Stored items
***

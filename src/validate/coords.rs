use rstar::{RTree, AABB};

use crate::{
    error::{BoundaryResult, Issue, IssueKind},
    geom::{self, BBox},
    types::GeoPoint,
};
use super::{ValidateOptions, ValidationResult};

/// Validates and repairs raw boundary coordinates.
#[derive(Debug, Clone, Default)]
pub struct CoordinateValidator {
    options: ValidateOptions,
}

impl CoordinateValidator {
    /// Create a validator, rejecting out-of-range options.
    pub fn new(options: ValidateOptions) -> BoundaryResult<Self> {
        options.check()?;
        Ok(Self { options })
    }

    #[inline] pub fn options(&self) -> &ValidateOptions { &self.options }

    /// Validate `raw`; see [`validate_coordinates`].
    #[inline]
    pub fn validate(&self, raw: &[GeoPoint]) -> ValidationResult {
        validate_coordinates(raw, &self.options)
    }
}

/// Validate a raw coordinate sequence and produce a corrected, closed ring.
///
/// Size violations (empty, too few, too many points) reject the input
/// outright. Otherwise invalid points are dropped, near-duplicates removed,
/// the ring closed and every coordinate rounded, each repair leaving a
/// warning. Self-intersections are reported but accepted.
pub fn validate_coordinates(raw: &[GeoPoint], options: &ValidateOptions) -> ValidationResult {
    let result = ValidationResult::new(raw.len(), options.precision);

    if raw.is_empty() {
        return result.reject(IssueKind::InvalidCoordinates, "No coordinates provided");
    }
    if raw.len() < options.min_vertices {
        return result.reject(
            IssueKind::InsufficientVertices,
            format!("A boundary needs at least {} points, got {}", options.min_vertices, raw.len()),
        );
    }
    if raw.len() > options.max_vertices {
        return result.reject(
            IssueKind::ExcessiveVertices,
            format!("A boundary may have at most {} points, got {}", options.max_vertices, raw.len()),
        );
    }

    repair(raw, options, result)
}

fn repair(raw: &[GeoPoint], options: &ValidateOptions, mut result: ValidationResult) -> ValidationResult {
    let bounds = options.region_bounds.unwrap_or(BBox::GLOBAL);

    let mut accepted = Vec::with_capacity(raw.len() + 1);
    for (i, point) in raw.iter().enumerate() {
        if bounds.contains(point) {
            accepted.push(*point);
            continue;
        }
        let reason = if point.is_finite() { "is outside the allowed bounds" } else { "is not a valid number" };
        result.metadata.out_of_bounds_count += 1;
        result.warnings.push(Issue::new(
            IssueKind::InvalidCoordinates,
            format!("Point {i} {point} {reason} and was removed"),
        ));
    }
    if result.metadata.out_of_bounds_count > 0 {
        tracing::warn!(dropped = result.metadata.out_of_bounds_count, "dropped invalid boundary points");
    }

    // A closing copy of the first point is not a duplicate.
    let arrived_closed = geom::is_closed(&accepted, options.closure_tolerance);
    if arrived_closed { accepted.pop(); }

    let unique = dedupe(&accepted, options.duplicate_tolerance);
    let removed = accepted.len() - unique.len();
    if removed > 0 {
        result.metadata.duplicates_removed = removed;
        result.warnings.push(Issue::new(
            IssueKind::DuplicateVertices,
            format!("{removed} duplicate point(s) within {} degrees were removed", options.duplicate_tolerance),
        ));
    }

    if unique.len() < options.min_vertices {
        let kind = if unique.is_empty() { IssueKind::InvalidCoordinates } else { IssueKind::InsufficientVertices };
        return result.reject(
            kind,
            format!("Only {} distinct valid point(s) remain; at least {} are required", unique.len(), options.min_vertices),
        );
    }

    let mut ring = unique;
    ring.push(ring[0]);
    if !arrived_closed {
        result.warnings.push(Issue::new(
            IssueKind::PolygonNotClosed,
            "Polygon was not closed; the first point was appended to close it",
        ));
    }

    let crossings = geom::self_intersections(&ring);
    if !crossings.is_empty() {
        result.warnings.push(Issue::new(
            IssueKind::SelfIntersecting,
            format!("Boundary edges cross each other in {} place(s)", crossings.len()),
        ));
    }

    let ring: Vec<GeoPoint> = ring.iter().map(|p| p.rounded(options.precision)).collect();
    tracing::debug!(
        original = result.metadata.original_count,
        corrected = ring.len(),
        warnings = result.warnings.len(),
        "validated boundary coordinates"
    );

    result.metadata.valid_count = ring.len();
    result.corrected_coordinates = Some(ring);
    result.is_valid = true;
    result
}

/// Keep the first of every group of points closer than `tolerance` on both axes.
fn dedupe(points: &[GeoPoint], tolerance: f64) -> Vec<GeoPoint> {
    let mut index: RTree<[f64; 2]> = RTree::new();
    let mut unique = Vec::with_capacity(points.len());

    for point in points {
        let envelope = AABB::from_corners(
            [point.lng - tolerance, point.lat - tolerance],
            [point.lng + tolerance, point.lat + tolerance],
        );
        let duplicate = index.locate_in_envelope_intersecting(&envelope)
            .any(|q| (q[0] - point.lng).abs() < tolerance && (q[1] - point.lat).abs() < tolerance);
        if !duplicate {
            index.insert([point.lng, point.lat]);
            unique.push(*point);
        }
    }

    unique
}

#[cfg(test)]
mod tests {
    use super::*;

    fn pts(raw: &[(f64, f64)]) -> Vec<GeoPoint> {
        raw.iter().copied().map(GeoPoint::from).collect()
    }

    fn square() -> Vec<GeoPoint> {
        pts(&[(0.0, 0.0), (0.0, 10.0), (10.0, 10.0), (10.0, 0.0)])
    }

    #[test]
    fn empty_input_is_invalid_coordinates() {
        let result = validate_coordinates(&[], &ValidateOptions::default());
        assert!(!result.is_valid);
        assert_eq!(result.errors[0].kind, IssueKind::InvalidCoordinates);
        assert!(result.corrected_coordinates.is_none());
    }

    #[test]
    fn size_limits_reject() {
        let two = pts(&[(1.0, 1.0), (2.0, 2.0)]);
        let result = validate_coordinates(&two, &ValidateOptions::default());
        assert_eq!(result.errors[0].kind, IssueKind::InsufficientVertices);

        let many: Vec<GeoPoint> = (0..1001).map(|i| GeoPoint::new(i as f64 * 0.01, 0.0)).collect();
        let result = validate_coordinates(&many, &ValidateOptions::default());
        assert!(!result.is_valid);
        assert_eq!(result.errors[0].kind, IssueKind::ExcessiveVertices);
    }

    #[test]
    fn open_square_is_closed_with_warning() {
        let result = validate_coordinates(&square(), &ValidateOptions::default());
        assert!(result.is_valid);
        let ring = result.coordinates();
        assert_eq!(ring.len(), 5);
        assert_eq!(ring[0], ring[4]);
        assert!(result.has_issue(IssueKind::PolygonNotClosed));
        assert_eq!(result.metadata.valid_count, 5);
        assert_eq!(result.metadata.original_count, 4);
    }

    #[test]
    fn closed_input_is_not_flagged_or_deduped() {
        let mut closed = square();
        closed.push(closed[0]);
        let result = validate_coordinates(&closed, &ValidateOptions::default());
        assert!(result.is_valid);
        assert!(result.warnings.is_empty(), "{:?}", result.warnings);
        assert_eq!(result.coordinates().len(), 5);
        assert_eq!(result.metadata.duplicates_removed, 0);
    }

    #[test]
    fn out_of_bounds_point_is_dropped() {
        let mut raw = square();
        raw.insert(2, GeoPoint::new(95.0, 0.0));
        let result = validate_coordinates(&raw, &ValidateOptions::default());
        assert!(result.is_valid);
        assert_eq!(result.metadata.out_of_bounds_count, 1);
        assert!(result.coordinates().iter().all(|p| p.lat != 95.0));
        assert!(result.warnings.iter().any(|w| w.kind == IssueKind::InvalidCoordinates));
    }

    #[test]
    fn nan_point_is_dropped() {
        let mut raw = square();
        raw.push(GeoPoint::new(f64::NAN, 3.0));
        let result = validate_coordinates(&raw, &ValidateOptions::default());
        assert!(result.is_valid);
        assert_eq!(result.metadata.out_of_bounds_count, 1);
        assert!(result.coordinates().iter().all(GeoPoint::is_finite));
    }

    #[test]
    fn region_bounds_filter_points() {
        let raw = pts(&[(39.0, -105.0), (39.0, -104.9), (39.1, -104.9), (48.85, 2.35)]);
        let options = ValidateOptions::default().with_region(BBox::CONTINENTAL_US);
        let result = validate_coordinates(&raw, &options);
        assert!(result.is_valid);
        assert_eq!(result.metadata.out_of_bounds_count, 1);
        assert_eq!(result.coordinates().len(), 4);
    }

    #[test]
    fn near_duplicates_are_removed_once() {
        let raw = pts(&[
            (0.0, 0.0), (0.0, 10.0), (0.0000004, 10.0000004), (10.0, 10.0), (10.0, 0.0), (10.0, 0.0),
        ]);
        let result = validate_coordinates(&raw, &ValidateOptions::default());
        assert!(result.is_valid);
        assert_eq!(result.metadata.duplicates_removed, 2);
        assert_eq!(result.warnings.iter().filter(|w| w.kind == IssueKind::DuplicateVertices).count(), 1);
        assert_eq!(result.coordinates().len(), 5);
    }

    #[test]
    fn too_few_distinct_points_is_structural() {
        let raw = pts(&[(1.0, 1.0), (1.0, 1.0), (2.0, 2.0), (1.0, 1.0)]);
        let result = validate_coordinates(&raw, &ValidateOptions::default());
        assert!(!result.is_valid);
        assert_eq!(result.errors[0].kind, IssueKind::InsufficientVertices);

        let raw = pts(&[(95.0, 1.0), (96.0, 1.0), (97.0, 2.0)]);
        let result = validate_coordinates(&raw, &ValidateOptions::default());
        assert!(!result.is_valid);
        assert_eq!(result.errors[0].kind, IssueKind::InvalidCoordinates);
        assert_eq!(result.metadata.out_of_bounds_count, 3);
    }

    #[test]
    fn self_intersection_is_only_a_warning() {
        let bowtie = pts(&[(0.0, 0.0), (2.0, 2.0), (2.0, 0.0), (0.0, 2.0)]);
        let result = validate_coordinates(&bowtie, &ValidateOptions::default());
        assert!(result.is_valid);
        assert!(result.has_issue(IssueKind::SelfIntersecting));
        assert!(result.errors.is_empty());
    }

    #[test]
    fn coordinates_are_rounded() {
        let raw = pts(&[(37.123_456_789, -122.1), (37.2, -122.1), (37.2, -122.000_000_4)]);
        let result = validate_coordinates(&raw, &ValidateOptions::default());
        let ring = result.coordinates();
        assert_eq!(ring[0].lat, 37.123457);
        assert_eq!(ring[2].lng, -122.0);
        assert_eq!(result.metadata.precision, 6);
    }

    #[test]
    fn validator_rejects_bad_options() {
        assert!(CoordinateValidator::new(ValidateOptions { max_vertices: 1, ..Default::default() }).is_err());
        let validator = CoordinateValidator::new(ValidateOptions::default()).unwrap();
        assert!(validator.validate(&square()).is_valid);
    }
}
use serde::{Deserialize, Serialize};

use crate::{error::{Issue, IssueKind}, types::GeoPoint};
use super::GeometryValidation;

/// Counters describing what validation did to the input.
#[derive(Debug, Clone, Default, PartialEq, Serialize, Deserialize)]
#[serde(rename_all = "camelCase")]
pub struct ValidationMetadata {
    pub original_count: usize,
    /// Points in the corrected ring (closing point included).
    pub valid_count: usize,
    pub duplicates_removed: usize,
    pub out_of_bounds_count: usize,
    /// Decimal places of the corrected coordinates.
    pub precision: u32,
}

/// Outcome of validating a raw coordinate sequence.
///
/// `is_valid` is false only for failures that cannot be repaired; every
/// other issue is a warning and `corrected_coordinates` is usable.
#[derive(Debug, Clone, PartialEq, Serialize, Deserialize)]
#[serde(rename_all = "camelCase")]
pub struct ValidationResult {
    pub is_valid: bool,
    pub errors: Vec<Issue>,
    pub warnings: Vec<Issue>,
    pub corrected_coordinates: Option<Vec<GeoPoint>>,
    pub metadata: ValidationMetadata,
}

impl ValidationResult {
    pub(super) fn new(original_count: usize, precision: u32) -> Self {
        Self {
            is_valid: false,
            errors: Vec::new(),
            warnings: Vec::new(),
            corrected_coordinates: None,
            metadata: ValidationMetadata { original_count, precision, ..Default::default() },
        }
    }

    /// Mark the result as structurally invalid.
    pub(super) fn reject(mut self, kind: IssueKind, message: impl Into<String>) -> Self {
        self.errors.push(Issue::new(kind, message));
        self.is_valid = false;
        self.corrected_coordinates = None;
        self
    }

    /// Any error or warning of `kind` fired.
    pub fn has_issue(&self, kind: IssueKind) -> bool {
        self.errors.iter().chain(&self.warnings).any(|issue| issue.kind == kind)
    }

    /// Append the issues found by geometry validation.
    ///
    /// Geometry errors are recorded but do not change `is_valid`, which only
    /// reflects the coordinates themselves.
    pub fn absorb_geometry(&mut self, geometry: &GeometryValidation) {
        self.errors.extend(geometry.errors.iter().cloned());
        self.warnings.extend(geometry.warnings.iter().cloned());
    }

    /// Corrected ring, or an empty slice when validation failed.
    pub fn coordinates(&self) -> &[GeoPoint] {
        self.corrected_coordinates.as_deref().unwrap_or(&[])
    }
}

***

# WORK TO BE COMPLETED
Begin at the first line of the entries above and copy every line exactly, ending with the line that contains "options.check()?;".

# RESPONSE TO THIS EXERCISE
filename src/validate/coords.rs
use rstar::{RTree, AABB};

use crate::{
    error::{BoundaryResult, Issue, IssueKind},
    geom::{self, BBox},
    types::GeoPoint,
};
use super::{ValidateOptions, ValidationResult};

/// Validates and repairs raw boundary coordinates.
#[derive(Debug, Clone, Default)]
pub struct CoordinateValidator {
    options: ValidateOptions,
}

impl CoordinateValidator {
    /// Create a validator, rejecting out-of-range options.
    pub fn new(options: ValidateOptions) -> BoundaryResult<Self> {
        options.check()?;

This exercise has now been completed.